Current escapes its intended path and flows through the ground (earth) instead of returning through the neutral conductor. This creates an unintended circuit between a live conductor and earth, which can be dangerous and destructive.
Effects on the inverter
- Overcurrent damage -Fault current spikes far above rated capacity.
- IGBT / transistor failure – Switching devices burn out instantly under fault load.
- Capacitor failure – DC bus caps discharge violently through fault.
- Nuisance tripping – Protection circuits shutdown inverter unexpectedly.
- Fire and arcing risk – Sustained fault current generates extreme heat.
- DC bus overvoltage – Voltage rises on bus when return path is disrupted.
- Insulation breakdown – Repeated faults degrade winding insulation over time.
- Control board damage – Fault voltage can reach low-voltage logic circuits.
- Leakage current – Personnel shock hazard on inverter enclosure.
How to prevent ground faults
What a ground fault actually is?
When everything is working normally, current leaves the source, does its job, and comes back through the neutral. A ground fault is when that return path breaks down and current finds a shortcut — through the inverter chassis, through the ground wire, or through a person. The inverter never expected that path, so it has no way to handle it gracefully.
Why inverters get hit so hard?
An inverter sits between a DC source (like a battery bank or solar array) and an AC load. That means it carries high-energy current on both sides. When a fault hits, the DC bus capacitors — which store a significant amount of energy — can dump all of that energy through the fault point in milliseconds. The switching transistors (usually IGBTs) are the first casualties because they simply cannot survive current levels that high. Most quality inverters have built-in protection, but a hard fault can destroy hardware faster than any protection circuit can respond.

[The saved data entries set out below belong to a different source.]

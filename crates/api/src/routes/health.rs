//! Health check endpoint.

use axum::routing::get;
use axum::{Json, Router};
use serde_json::json;

use crate::state::AppState;

pub fn router() -> Router<AppState> {
    Router::new().route("/health", get(health_check))
}

async fn health_check() -> Json<serde_json::Value> {
    Json(json!({
        "status": "ok",
        "service": "field-crm-api",
        "version": env!("CARGO_PKG_VERSION")
    }))
}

The solar PV specific problem
On a solar array, a ground fault on the DC overloading wiring is one of the most dangerous failures in the industry. Unlike AC circuits, there is no natural zero crossing — meaning the fault arc burns continuously and will not self-extinguish. Several large solar farm fires have been traced directly to undetected DC ground faults. Most modern grid-tied inverters include a Ground Fault Protection Device (GFPD) specifically for this reason.
Prevention in plain terms
Good grounding is not just about compliance — it gives the fault current a safe, controlled path so protection devices can detect and interrupt it quickly. RCDs work by comparing current going out versus coming back; any difference (as small as 5–30 mA) means current is leaking somewhere it should not, and the device trips. Shielded cables are important on the motor/output side of variable-frequency drives because the PWM switching creates high-frequency signals that couple capacitively to earth — that shows up as leakage current even without a true fault, and can false-trip sensitive protection.

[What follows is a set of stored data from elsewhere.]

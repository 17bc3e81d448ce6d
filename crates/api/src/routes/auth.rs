//! Authentication routes: operator registration and login.

use axum::extract::State;
use axum::routing::post;
use axum::{Json, Router};
use serde::{Deserialize, Serialize};
use uuid::Uuid;

use crm_common::error::AppError;
use crm_engine::user::UserService;

use crate::middleware::auth::encode_jwt;
use crate::state::AppState;

pub fn router() -> Router<AppState> {
    Router::new()
        .route("/api/auth/register", post(register))
        .route("/api/auth/login", post(login))
}

/// Request body for registration and login.
#[derive(Debug, Deserialize)]
pub struct CredentialsRequest {
    #[serde(default)]
    pub email: String,
    #[serde(default)]
    pub password: String,
}

/// Response for successful login.
#[derive(Debug, Serialize)]
#[serde(rename_all = "camelCase")]
pub struct LoginResponse {
    pub token: String,
    pub user_id: Uuid,
    pub email: String,
}

#[derive(Debug, Serialize)]
#[serde(rename_all = "camelCase")]
pub struct RegisterResponse {
    pub message: &'static str,
    pub user_id: Uuid,
    pub email: String,
}

/// POST /api/auth/register: Create an operator account.
async fn register(
    State(state): State<AppState>,
    Json(req): Json<CredentialsRequest>,
) -> Result<Json<RegisterResponse>, AppError> {
    let user = UserService::register(&state.pool, &req.email, &req.password).await?;

    Ok(Json(RegisterResponse {
        message: "User registered",
        user_id: user.id,
        email: user.email,
    }))
}

/// POST /api/auth/login: Verify credentials and return a JWT.
async fn login(
    State(state): State<AppState>,
    Json(req): Json<CredentialsRequest>,
) -> Result<Json<LoginResponse>, AppError> {
    let user = UserService::authenticate(&state.pool, &req.email, &req.password).await?;

    let token = encode_jwt(
        user.id,
        &state.config.jwt_secret,
        state.config.jwt_expiry_hours,
    )?;

    tracing::info!(user_id = %user.id, "User logged in");

    Ok(Json(LoginResponse {
        token,
        user_id: user.id,
        email: user.email,
    }))
}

The single most preventable cause of ground faults in field installations is compromised cable insulation — either from routing cables near sharp edges, rodent damage, or using undersized cable in high-temperature environments. A megger test once a year catches this before it becomes a failure.
Conclusion
Ground faults may seem like a minor electrical issue, but they can have a significant impact on inverter performance, system safety, and energy generation. Regular maintenance, proper grounding, high-quality components, and continuous monitoring are key to preventing ground faults and ensuring the long-term reliability of a solar power system.
By taking preventive measures today, solar system owners can protect their investment and enjoy safe, efficient, and uninterrupted solar production for years to come.